[Collected data]
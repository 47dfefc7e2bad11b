//! Thread plumbing for the compositor: tile worker pools, the dedicated compositing run
//! loop, and the feedback channel back to the controlling thread.

mod feedback;
mod pool;
mod run_loop;

pub use feedback::{FeedbackConsumer, FeedbackProducer, feedback_channel};
pub use frame_scheduler::{ScheduleOutcome, SchedulerState};
pub use pool::{PoolOccupancy, PoolSizes, WorkerPool, WorkerPoolPair};
pub use run_loop::{CompositingRunLoop, RunLoopHandle};

#[derive(Debug, Clone, Copy, PartialEq, Eq, Hash)]
pub enum PoolKind {
    Cpu,
    Gpu,
}

#[derive(Debug, thiserror::Error)]
pub enum RunLoopError {
    #[error("failed to spawn thread: {0}")]
    SpawnFailed(#[from] std::io::Error),
    #[error("run loop has stopped")]
    Stopped,
    #[error("synchronous task posted from the run loop's own thread")]
    Reentrant,
}

#[derive(Debug, Clone, Copy, PartialEq, Eq, thiserror::Error)]
pub enum PostTaskError {
    #[error("no {0:?} worker pool is configured")]
    PoolMissing(PoolKind),
    #[error("{0:?} worker pool has shut down")]
    PoolClosed(PoolKind),
}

**What you should do**
Could the data above be returned exactly as it stands?

**Reply to the exercise**
repository 47dfefc7e2bad11b
//! Thread plumbing for the compositor: tile worker pools, the dedicated compositing run
//! loop, and the feedback channel back to the controlling thread.

mod feedback;
mod pool;
mod run_loop;

pub use feedback::{FeedbackConsumer, FeedbackProducer, feedback_channel};
pub use frame_scheduler::{ScheduleOutcome, SchedulerState};
pub use pool::{PoolOccupancy, PoolSizes, WorkerPool, WorkerPoolPair};
pub use run_loop::{CompositingRunLoop, RunLoopHandle};

#[derive(Debug, Clone, Copy, PartialEq, Eq, Hash)]
pub enum PoolKind {
    Cpu,
    Gpu,
}

#[derive(Debug, thiserror::Error)]
pub enum RunLoopError {
    #[error("failed to spawn thread: {0}")]
    SpawnFailed(#[from] std::io::Error),
    #[error("run loop has stopped")]
    Stopped,
    #[error("synchronous task posted from the run loop's own thread")]
    Reentrant,
}

#[derive(Debug, Clone, Copy, PartialEq, Eq, thiserror::Error)]
pub enum PostTaskError {
    #[error("no {0:?} worker pool is configured")]
    PoolMissing(PoolKind),
    #[error("{0:?} worker pool has shut down")]
    PoolClosed(PoolKind),
}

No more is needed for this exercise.